Task instructions: Identify all lines in the listing that include the word "state", and copy them out.
# # # # #
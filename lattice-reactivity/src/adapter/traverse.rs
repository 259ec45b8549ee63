//! Deep reads for deep watchers.

use std::collections::HashSet;

use super::object::{ReactiveObject, Value};
use crate::reactive::{Signal, TargetId};

/// Read every reactive value reachable from `self`, for tracking only.
///
/// A deep watcher traverses its source inside its effect, so a write
/// anywhere in the tree notifies it. Each [`ReactiveObject`] is visited at
/// most once per traversal, so cyclic trees terminate.
pub trait Traverse {
    /// Traverse, skipping objects already in `seen`.
    fn traverse_with(&self, seen: &mut HashSet<TargetId>);

    /// Traverse from a fresh visited set.
    fn traverse(&self) {
        self.traverse_with(&mut HashSet::new());
    }
}

macro_rules! impl_traverse_leaf {
    ($($ty:ty),* $(,)?) => {
        $(
            impl Traverse for $ty {
                fn traverse_with(&self, _seen: &mut HashSet<TargetId>) {}
            }
        )*
    };
}

impl_traverse_leaf!(
    (),
    bool,
    char,
    i8,
    i16,
    i32,
    i64,
    isize,
    u8,
    u16,
    u32,
    u64,
    usize,
    f32,
    f64,
    String,
);

impl<T: Traverse> Traverse for Option<T> {
    fn traverse_with(&self, seen: &mut HashSet<TargetId>) {
        if let Some(value) = self {
            value.traverse_with(seen);
        }
    }
}

impl<T: Traverse> Traverse for Vec<T> {
    fn traverse_with(&self, seen: &mut HashSet<TargetId>) {
        for value in self {
            value.traverse_with(seen);
        }
    }
}

impl<A: Traverse, B: Traverse> Traverse for (A, B) {
    fn traverse_with(&self, seen: &mut HashSet<TargetId>) {
        self.0.traverse_with(seen);
        self.1.traverse_with(seen);
    }
}

impl Traverse for Value {
    fn traverse_with(&self, seen: &mut HashSet<TargetId>) {
        if let Value::Object(object) = self {
            object.traverse_with(seen);
        }
    }
}

impl Traverse for ReactiveObject {
    fn traverse_with(&self, seen: &mut HashSet<TargetId>) {
        if !seen.insert(self.target()) {
            return;
        }
        for (_, value) in self.entries() {
            value.traverse_with(seen);
        }
    }
}

impl<T> Traverse for Signal<T>
where
    T: Traverse + Clone + PartialEq + Send + Sync + 'static,
{
    fn traverse_with(&self, seen: &mut HashSet<TargetId>) {
        self.with(|value| value.traverse_with(seen));
    }
}

#[cfg(test)]
mod tests {
    use super::*;
    use crate::reactive::{create_effect, EffectOptions};
    use serde_json::json;
    use std::sync::atomic::{AtomicI32, Ordering};
    use std::sync::Arc;

    #[test]
    fn traversal_subscribes_to_nested_keys() {
        let state = ReactiveObject::from_json(json!({ "a": { "b": { "c": 1 } } })).unwrap();
        let count = Arc::new(AtomicI32::new(0));

        let _effect = {
            let state = state.clone();
            let count = count.clone();
            create_effect(
                move || {
                    state.traverse();
                    count.fetch_add(1, Ordering::SeqCst);
                },
                EffectOptions::default(),
            )
        };

        let b = state
            .get_untracked("a")
            .and_then(|a| a.as_object().cloned())
            .and_then(|a| a.get_untracked("b"))
            .and_then(|b| b.as_object().cloned())
            .unwrap();
        b.set("c", 2);
        assert_eq!(count.load(Ordering::SeqCst), 2);

        b.set("d", true);
        assert_eq!(count.load(Ordering::SeqCst), 3);
    }

    #[test]
    fn cyclic_objects_terminate() {
        let a = ReactiveObject::new();
        let b = ReactiveObject::new();
        a.set("b", b.clone());
        b.set("a", a.clone());

        let count = Arc::new(AtomicI32::new(0));
        let _effect = {
            let a = a.clone();
            let count = count.clone();
            create_effect(
                move || {
                    a.traverse();
                    count.fetch_add(1, Ordering::SeqCst);
                },
                EffectOptions::default(),
            )
        };
        assert_eq!(count.load(Ordering::SeqCst), 1);

        b.set("x", 1);
        assert_eq!(count.load(Ordering::SeqCst), 2);

        b.remove("a");
    }

    #[test]
    fn signal_of_object_tracks_both() {
        let inner = ReactiveObject::new();
        let signal = Signal::new(Some(inner.clone()));
        let count = Arc::new(AtomicI32::new(0));

        let _effect = {
            let signal = signal.clone();
            let count = count.clone();
            create_effect(
                move || {
                    signal.traverse();
                    count.fetch_add(1, Ordering::SeqCst);
                },
                EffectOptions::default(),
            )
        };

        inner.set("k", "v");
        assert_eq!(count.load(Ordering::SeqCst), 2);

        signal.set(None);
        assert_eq!(count.load(Ordering::SeqCst), 3);
    }
}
# # # # #
Answer to the exercise:
        let state = ReactiveObject::from_json(json!({ "a": { "b": { "c": 1 } } })).unwrap();
            let state = state.clone();
                    state.traverse();
        let b = state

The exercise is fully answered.